*WORK REQUEST:*
Word for word, set down the listing that appears after this line.

*LISTED ENTRIES:*
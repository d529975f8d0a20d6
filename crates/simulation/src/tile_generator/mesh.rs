//! `TileMesh`: plain vertex buffers for one tile (or a combined strip of
//! tiles), convertible into a Bevy `Mesh`.

use bevy::prelude::*;
use bevy::render::mesh::{Indices, PrimitiveTopology};
use bevy::render::render_asset::RenderAssetUsages;

use crate::config::{ATLAS_TEXTURE_SIZE, ATLAS_TILE_SIZE};

use super::layout::PixelQuad;

#[derive(Debug, Clone, Default, PartialEq)]
pub struct TileMesh {
    pub positions: Vec<[f32; 3]>,
    pub normals: Vec<[f32; 3]>,
    pub uvs: Vec<[f32; 2]>,
    pub indices: Vec<u32>,
}

impl TileMesh {
    pub fn new() -> Self {
        Self::default()
    }

    /// Builds the mesh of one tile from its pixel-space pieces.
    pub fn from_quads(quads: &[PixelQuad], tile_dimension: f32) -> Self {
        let tile_px = ATLAS_TILE_SIZE as f32;
        let tex_px = ATLAS_TEXTURE_SIZE as f32;
        let scale = tile_dimension / tile_px;

        let mut mesh = Self::new();
        for q in quads {
            let x0 = q.u0 as f32 * scale;
            let x1 = q.u1 as f32 * scale;
            // Pixel v grows towards -Z.
            let z0 = (tile_px - q.v1 as f32) * scale;
            let z1 = (tile_px - q.v0 as f32) * scale;

            let su0 = q.src_u as f32 / tex_px;
            let su1 = (q.src_u + q.u1 - q.u0) as f32 / tex_px;
            let sv0 = q.src_v as f32 / tex_px;
            let sv1 = (q.src_v + q.v1 - q.v0) as f32 / tex_px;

            mesh.push_quad(x0, z0, x1, z1, [[su0, sv1], [su1, sv1], [su1, sv0], [su0, sv0]]);
        }
        mesh
    }

    /// Flat quad on the ground plane facing +Y. `uvs` follow the vertex order
    /// (x0,z0), (x1,z0), (x1,z1), (x0,z1).
    fn push_quad(&mut self, x0: f32, z0: f32, x1: f32, z1: f32, uvs: [[f32; 2]; 4]) {
        let vi = self.positions.len() as u32;
        self.positions.push([x0, 0.0, z0]);
        self.positions.push([x1, 0.0, z0]);
        self.positions.push([x1, 0.0, z1]);
        self.positions.push([x0, 0.0, z1]);
        self.normals.extend_from_slice(&[[0.0, 1.0, 0.0]; 4]);
        self.uvs.extend_from_slice(&uvs);
        self.indices
            .extend_from_slice(&[vi, vi + 2, vi + 1, vi, vi + 3, vi + 2]);
    }

    /// Appends `other` translated by `offset`.
    pub fn append(&mut self, other: &TileMesh, offset: Vec3) {
        let base = self.positions.len() as u32;
        self.positions.extend(
            other
                .positions
                .iter()
                .map(|p| [p[0] + offset.x, p[1] + offset.y, p[2] + offset.z]),
        );
        self.normals.extend_from_slice(&other.normals);
        self.uvs.extend_from_slice(&other.uvs);
        self.indices.extend(other.indices.iter().map(|i| i + base));
    }

    pub fn is_empty(&self) -> bool {
        self.indices.is_empty()
    }

    /// Ground-plane area covered by the triangles.
    pub fn area(&self) -> f32 {
        self.indices
            .chunks_exact(3)
            .map(|tri| {
                let a = self.positions[tri[0] as usize];
                let b = self.positions[tri[1] as usize];
                let c = self.positions[tri[2] as usize];
                ((b[0] - a[0]) * (c[2] - a[2]) - (c[0] - a[0]) * (b[2] - a[2])).abs() * 0.5
            })
            .sum()
    }

    pub fn into_mesh(self) -> Mesh {
        Mesh::new(
            PrimitiveTopology::TriangleList,
            RenderAssetUsages::RENDER_WORLD | RenderAssetUsages::MAIN_WORLD,
        )
        .with_inserted_attribute(Mesh::ATTRIBUTE_POSITION, self.positions)
        .with_inserted_attribute(Mesh::ATTRIBUTE_NORMAL, self.normals)
        .with_inserted_attribute(Mesh::ATTRIBUTE_UV_0, self.uvs)
        .with_inserted_indices(Indices::U32(self.indices))
    }
}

*RESPONSE AREA:*
repository d529975f8d0a20d6
filename crates/simulation/src/tile_generator/mesh.rs
//! `TileMesh`: plain vertex buffers for one tile (or a combined strip of
//! tiles), convertible into a Bevy `Mesh`.

use bevy::prelude::*;
use bevy::render::mesh::{Indices, PrimitiveTopology};
use bevy::render::render_asset::RenderAssetUsages;

use crate::config::{ATLAS_TEXTURE_SIZE, ATLAS_TILE_SIZE};

use super::layout::PixelQuad;

#[derive(Debug, Clone, Default, PartialEq)]
pub struct TileMesh {
    pub positions: Vec<[f32; 3]>,
    pub normals: Vec<[f32; 3]>,
    pub uvs: Vec<[f32; 2]>,
    pub indices: Vec<u32>,
}

impl TileMesh {
    pub fn new() -> Self {
        Self::default()
    }

    /// Builds the mesh of one tile from its pixel-space pieces.
    pub fn from_quads(quads: &[PixelQuad], tile_dimension: f32) -> Self {
        let tile_px = ATLAS_TILE_SIZE as f32;
        let tex_px = ATLAS_TEXTURE_SIZE as f32;
        let scale = tile_dimension / tile_px;

        let mut mesh = Self::new();
        for q in quads {
            let x0 = q.u0 as f32 * scale;
            let x1 = q.u1 as f32 * scale;
            // Pixel v grows towards -Z.
            let z0 = (tile_px - q.v1 as f32) * scale;
            let z1 = (tile_px - q.v0 as f32) * scale;

            let su0 = q.src_u as f32 / tex_px;
            let su1 = (q.src_u + q.u1 - q.u0) as f32 / tex_px;
            let sv0 = q.src_v as f32 / tex_px;
            let sv1 = (q.src_v + q.v1 - q.v0) as f32 / tex_px;

            mesh.push_quad(x0, z0, x1, z1, [[su0, sv1], [su1, sv1], [su1, sv0], [su0, sv0]]);
        }
        mesh
    }

    /// Flat quad on the ground plane facing +Y. `uvs` follow the vertex order
    /// (x0,z0), (x1,z0), (x1,z1), (x0,z1).
    fn push_quad(&mut self, x0: f32, z0: f32, x1: f32, z1: f32, uvs: [[f32; 2]; 4]) {
        let vi = self.positions.len() as u32;
        self.positions.push([x0, 0.0, z0]);
        self.positions.push([x1, 0.0, z0]);
        self.positions.push([x1, 0.0, z1]);
        self.positions.push([x0, 0.0, z1]);
        self.normals.extend_from_slice(&[[0.0, 1.0, 0.0]; 4]);
        self.uvs.extend_from_slice(&uvs);
        self.indices
            .extend_from_slice(&[vi, vi + 2, vi + 1, vi, vi + 3, vi + 2]);
    }

    /// Appends `other` translated by `offset`.
    pub fn append(&mut self, other: &TileMesh, offset: Vec3) {
        let base = self.positions.len() as u32;
        self.positions.extend(
            other
                .positions
                .iter()
                .map(|p| [p[0] + offset.x, p[1] + offset.y, p[2] + offset.z]),
        );
        self.normals.extend_from_slice(&other.normals);
        self.uvs.extend_from_slice(&other.uvs);
        self.indices.extend(other.indices.iter().map(|i| i + base));
    }

    pub fn is_empty(&self) -> bool {
        self.indices.is_empty()
    }

    /// Ground-plane area covered by the triangles.
    pub fn area(&self) -> f32 {
        self.indices
            .chunks_exact(3)
            .map(|tri| {
                let a = self.positions[tri[0] as usize];
                let b = self.positions[tri[1] as usize];
                let c = self.positions[tri[2] as usize];
                ((b[0] - a[0]) * (c[2] - a[2]) - (c[0] - a[0]) * (b[2] - a[2])).abs() * 0.5
            })
            .sum()
    }

    pub fn into_mesh(self) -> Mesh {
        Mesh::new(
            PrimitiveTopology::TriangleList,
            RenderAssetUsages::RENDER_WORLD | RenderAssetUsages::MAIN_WORLD,
        )
        .with_inserted_attribute(Mesh::ATTRIBUTE_POSITION, self.positions)
        .with_inserted_attribute(Mesh::ATTRIBUTE_NORMAL, self.normals)
        .with_inserted_attribute(Mesh::ATTRIBUTE_UV_0, self.uvs)
        .with_inserted_indices(Indices::U32(self.indices))
    }
}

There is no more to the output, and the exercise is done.